Working a full week plus many Saturdays has allowed Cooper to have a middle class life in Toledo. He and his wife own their home, a 1,200 square-foot ranch, and he earns enough so that his wife doesn't have to work. Instead she runs the PTAs and band boosters at their children's schools.
"This is all stuff that working at the plant has given us," he says.
But life has been far from easy. He recently had to have both his hips replaced and was out on paid medical leave for eight months, taking home $760 per week in medical pay, less than half what he'd normally earn with overtime. Inflation has also challenged their family budget.
"It's been a give and take," says Cooper. "I feel like we're ahead for awhile, and then we would start to fade back."
Charley Ballard, a longtime economist at Michigan State University in East Lansing, Mich., understands why there's some dissatisfaction among autoworkers, even with record offers on the table.
For decades, workers at the Big 3 weren't just getting by.
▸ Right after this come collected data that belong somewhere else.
//! Card-payment decline code mapping.
//!
//! The card provider answers failed initializations with a numeric error
//! code. This table normalizes every known code into a stable category and
//! a localized user-facing message plus remediation suggestion. Unknown
//! codes resolve to a generic pair; lookups never fail.

use once_cell::sync::Lazy;
use serde::{Deserialize, Serialize};
use std::collections::HashMap;

use crate::i18n::Locale;

#[derive(Debug, Clone, Copy, PartialEq, Eq, Hash, Serialize, Deserialize)]
#[serde(rename_all = "SCREAMING_SNAKE_CASE")]
pub enum ErrorCategory {
    InvalidCard,
    InsufficientFunds,
    CardDeclined,
    ExpiredCard,
    InvalidCvc,
    CardRestricted,
    FraudCheck,
    SecurityBlock,
    ThreeDsFailed,
    LimitExceeded,
    InvalidTransaction,
    SystemError,
    Unknown,
}

/// Resolved decline information handed to the orchestrator
#[derive(Debug, Clone, Serialize)]
pub struct DeclineInfo {
    pub category: ErrorCategory,
    pub message: &'static str,
    pub suggestion: &'static str,
}

/// Every provider error code we recognize, with its category. Bank response
/// codes (two digits) arrive on direct-debit fallbacks and are mapped the
/// same way.
pub const CODE_CATEGORIES: &[(&str, ErrorCategory)] = &[
    // Card number / account problems
    ("10213", ErrorCategory::InvalidCard),
    ("10215", ErrorCategory::InvalidCard),
    ("10220", ErrorCategory::InvalidCard),
    ("12", ErrorCategory::InvalidCard),
    ("14", ErrorCategory::InvalidCard),
    ("15", ErrorCategory::InvalidCard),
    // Balance
    ("10051", ErrorCategory::InsufficientFunds),
    ("51", ErrorCategory::InsufficientFunds),
    // Issuer said no without a usable reason
    ("10005", ErrorCategory::CardDeclined),
    ("10201", ErrorCategory::CardDeclined),
    ("10203", ErrorCategory::CardDeclined),
    ("10207", ErrorCategory::CardDeclined),
    ("10242", ErrorCategory::CardDeclined),
    ("05", ErrorCategory::CardDeclined),
    ("34", ErrorCategory::CardDeclined),
    // Expiry
    ("10054", ErrorCategory::ExpiredCard),
    ("10229", ErrorCategory::ExpiredCard),
    ("33", ErrorCategory::ExpiredCard),
    ("54", ErrorCategory::ExpiredCard),
    // CVC
    ("10084", ErrorCategory::InvalidCvc),
    ("10206", ErrorCategory::InvalidCvc),
    ("82", ErrorCategory::InvalidCvc),
    // Card exists but is closed to this kind of payment
    ("10041", ErrorCategory::CardRestricted),
    ("10043", ErrorCategory::CardRestricted),
    ("10057", ErrorCategory::CardRestricted),
    ("10058", ErrorCategory::CardRestricted),
    ("10093", ErrorCategory::CardRestricted),
    ("10209", ErrorCategory::CardRestricted),
    ("10225", ErrorCategory::CardRestricted),
    ("10233", ErrorCategory::CardRestricted),
    ("36", ErrorCategory::CardRestricted),
    ("57", ErrorCategory::CardRestricted),
    ("62", ErrorCategory::CardRestricted),
    // Fraud screening
    ("10034", ErrorCategory::FraudCheck),
    ("10094", ErrorCategory::FraudCheck),
    ("59", ErrorCategory::FraudCheck),
    // Security verification
    ("10210", ErrorCategory::SecurityBlock),
    ("10211", ErrorCategory::SecurityBlock),
    ("10212", ErrorCategory::SecurityBlock),
    ("10226", ErrorCategory::SecurityBlock),
    ("10227", ErrorCategory::SecurityBlock),
    // 3-D Secure outcomes
    ("6001", ErrorCategory::ThreeDsFailed),
    ("6002", ErrorCategory::ThreeDsFailed),
    ("6003", ErrorCategory::ThreeDsFailed),
    ("6004", ErrorCategory::ThreeDsFailed),
    ("6005", ErrorCategory::ThreeDsFailed),
    // Limits
    ("10234", ErrorCategory::LimitExceeded),
    ("10236", ErrorCategory::LimitExceeded),
    ("61", ErrorCategory::LimitExceeded),
    ("65", ErrorCategory::LimitExceeded),
    // Request was well-formed but the transaction itself is not allowed
    ("10012", ErrorCategory::InvalidTransaction),
    ("10202", ErrorCategory::InvalidTransaction),
    ("10222", ErrorCategory::InvalidTransaction),
    ("10232", ErrorCategory::InvalidTransaction),
    ("10238", ErrorCategory::InvalidTransaction),
    ("03", ErrorCategory::InvalidTransaction),
    ("13", ErrorCategory::InvalidTransaction),
    // Provider/issuer infrastructure
    ("10204", ErrorCategory::SystemError),
    ("10208", ErrorCategory::SystemError),
    ("10214", ErrorCategory::SystemError),
    ("10216", ErrorCategory::SystemError),
    ("10217", ErrorCategory::SystemError),
    ("10219", ErrorCategory::SystemError),
    ("10223", ErrorCategory::SystemError),
    ("10228", ErrorCategory::SystemError),
    ("91", ErrorCategory::SystemError),
    ("96", ErrorCategory::SystemError),
];

static CODE_INDEX: Lazy<HashMap<&'static str, ErrorCategory>> =
    Lazy::new(|| CODE_CATEGORIES.iter().copied().collect());

/// Maps a provider error code to its category. Unknown codes are not an
/// error condition.
pub fn categorize(code: &str) -> ErrorCategory {
    CODE_INDEX
        .get(code.trim())
        .copied()
        .unwrap_or(ErrorCategory::Unknown)
}

/// Resolves the full localized decline pair for a provider error code.
pub fn lookup(code: &str, locale: Locale) -> DeclineInfo {
    let category = categorize(code);
    DeclineInfo {
        category,
        message: message(category, locale),
        suggestion: suggestion(category, locale),
    }
}

fn message(category: ErrorCategory, locale: Locale) -> &'static str {
    use ErrorCategory::*;
    use Locale::*;
    match (category, locale) {
        (InvalidCard, En) => "The card number is invalid.",
        (InvalidCard, Tr) => "Kart numarası geçersiz.",
        (InvalidCard, Ar) => "رقم البطاقة غير صالح.",
        (InvalidCard, Ru) => "Неверный номер карты.",
        (InvalidCard, Es) => "El número de tarjeta no es válido.",

        (InsufficientFunds, En) => "The card has insufficient funds.",
        (InsufficientFunds, Tr) => "Kart bakiyesi yetersiz.",
        (InsufficientFunds, Ar) => "رصيد البطاقة غير كافٍ.",
        (InsufficientFunds, Ru) => "На карте недостаточно средств.",
        (InsufficientFunds, Es) => "La tarjeta no tiene fondos suficientes.",

        (CardDeclined, En) => "The card was declined by the issuing bank.",
        (CardDeclined, Tr) => "Kart, bankanız tarafından reddedildi.",
        (CardDeclined, Ar) => "رفض البنك المُصدر البطاقة.",
        (CardDeclined, Ru) => "Карта отклонена банком-эмитентом.",
        (CardDeclined, Es) => "El banco emisor rechazó la tarjeta.",

        (ExpiredCard, En) => "The card has expired or the expiry date is wrong.",
        (ExpiredCard, Tr) => "Kartın son kullanma tarihi geçmiş veya hatalı.",
        (ExpiredCard, Ar) => "انتهت صلاحية البطاقة أو تاريخ الانتهاء خاطئ.",
        (ExpiredCard, Ru) => "Срок действия карты истёк или указан неверно.",
        (ExpiredCard, Es) => "La tarjeta está caducada o la fecha es incorrecta.",

        (InvalidCvc, En) => "The security code (CVC) is invalid.",
        (InvalidCvc, Tr) => "Güvenlik kodu (CVC) geçersiz.",
        (InvalidCvc, Ar) => "رمز الأمان (CVC) غير صالح.",
        (InvalidCvc, Ru) => "Неверный код безопасности (CVC).",
        (InvalidCvc, Es) => "El código de seguridad (CVC) no es válido.",

        (CardRestricted, En) => "This card is not allowed for this type of payment.",
        (CardRestricted, Tr) => "Bu kart bu ödeme türüne kapalı.",
        (CardRestricted, Ar) => "هذه البطاقة غير مسموح بها لهذا النوع من الدفع.",
        (CardRestricted, Ru) => "Эта карта не поддерживает такой тип платежа.",
        (CardRestricted, Es) => "Esta tarjeta no admite este tipo de pago.",

        (FraudCheck, En) => "The payment was flagged by fraud checks.",
        (FraudCheck, Tr) => "Ödeme, dolandırıcılık kontrollerine takıldı.",
        (FraudCheck, Ar) => "تم إيقاف الدفع بسبب فحوصات الاحتيال.",
        (FraudCheck, Ru) => "Платёж остановлен проверкой на мошенничество.",
        (FraudCheck, Es) => "El pago fue bloqueado por los controles antifraude.",

        (SecurityBlock, En) => "The payment failed a security verification step.",
        (SecurityBlock, Tr) => "Ödeme güvenlik doğrulamasından geçemedi.",
        (SecurityBlock, Ar) => "فشل الدفع في خطوة التحقق الأمني.",
        (SecurityBlock, Ru) => "Платёж не прошёл проверку безопасности.",
        (SecurityBlock, Es) => "El pago no superó la verificación de seguridad.",

        (ThreeDsFailed, En) => "3-D Secure verification failed.",
        (ThreeDsFailed, Tr) => "3-D Secure doğrulaması başarısız oldu.",
        (ThreeDsFailed, Ar) => "فشل التحقق عبر 3-D Secure.",
        (ThreeDsFailed, Ru) => "Проверка 3-D Secure не пройдена.",
        (ThreeDsFailed, Es) => "Falló la verificación 3-D Secure.",

        (LimitExceeded, En) => "The card's spending limit was exceeded.",
        (LimitExceeded, Tr) => "Kart harcama limiti aşıldı.",
        (LimitExceeded, Ar) => "تم تجاوز حد الإنفاق للبطاقة.",
        (LimitExceeded, Ru) => "Превышен лимит расходов по карте.",
        (LimitExceeded, Es) => "Se superó el límite de gasto de la tarjeta.",

        (InvalidTransaction, En) => "The transaction was rejected as invalid.",
        (InvalidTransaction, Tr) => "İşlem geçersiz olarak reddedildi.",
        (InvalidTransaction, Ar) => "رُفضت العملية لكونها غير صالحة.",
        (InvalidTransaction, Ru) => "Операция отклонена как недопустимая.",
        (InvalidTransaction, Es) => "La operación fue rechazada por no ser válida.",

        (SystemError, En) => "The payment provider had a temporary problem.",
        (SystemError, Tr) => "Ödeme sağlayıcısında geçici bir sorun oluştu.",
        (SystemError, Ar) => "حدثت مشكلة مؤقتة لدى مزود الدفع.",
        (SystemError, Ru) => "Временная проблема на стороне платёжного провайдера.",
        (SystemError, Es) => "El proveedor de pagos tuvo un problema temporal.",

        (Unknown, En) => "The payment could not be completed.",
        (Unknown, Tr) => "Ödeme tamamlanamadı.",
        (Unknown, Ar) => "تعذر إتمام الدفع.",
        (Unknown, Ru) => "Не удалось завершить платёж.",
        (Unknown, Es) => "No se pudo completar el pago.",
    }
}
They earned enough to own nice cars and homes, even a cottage at the lake.
"That was real," he says. "There was there was a generation of people who graduated from Lansing Sexton High School who almost literally walked across the street to upper-middle-class wages and benefits."
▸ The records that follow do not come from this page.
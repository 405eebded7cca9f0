use chrono::{DateTime, Utc};
use sea_orm::entity::prelude::*;
use serde::{Deserialize, Serialize};

/// Customers are keyed by email; many bookings reference one logical
/// customer by email string, no enforced foreign key.
#[derive(Clone, Debug, PartialEq, Eq, DeriveEntityModel, Serialize, Deserialize)]
#[sea_orm(table_name = "customers")]
pub struct Model {
    #[sea_orm(primary_key, auto_increment = false)]
    pub email: String,

    pub name: String,
    pub phone: Option<String>,
    pub created_at: DateTime<Utc>,
    pub updated_at: Option<DateTime<Utc>>,
}

#[derive(Copy, Clone, Debug, EnumIter, DeriveRelation)]
pub enum Relation {}

impl ActiveModelBehavior for ActiveModel {}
Ballard points out the success of the American auto industry in the mid-20th century was historically unprecedented and can't just be reproduced with the snap of a finger.
After teetering for several years, the golden era at the Big 3 came to a hard close in 2008 when the auto industry nearly collapsed during the financial crisis.
And since, life has been very different for autoworkers. Starting wages have been closer to what you can make at Target. Workers must plan for their own retirement.
In Chicago, Ford electrician Marcelina Pedraza is disappointed the new contract doesn't include retiree health care.
"Because a lot of folks know Medicare is not enough," she says.
Still, she voted yes, hoping that the new contract will give her and her daughter a better safety net. With the pay raise, she anticipates being able to contribute some of her own money to her 401(k) retirement account and take care of bills.
"I'll be able to pay off some credit card debt, that's for sure," she says. "I'll be able to do some home improvement projects that I've been putting off."
Cooper is among those who don't expect to ever see a return of the retirement benefits that previous generations of autoworkers enjoyed.
"I don't think any companies want to really take on those liabilities anymore," he says.
He is glad that Stellantis agreed to increase its 401(k) contributions. And the extra income he'd start seeing right away under the new contract would provide some breathing room — and a chance to take his family to Disney.
"Probably not next year. Maybe 2025," he says, once he recovers from the financial hits of being out on medical leave and out on strike.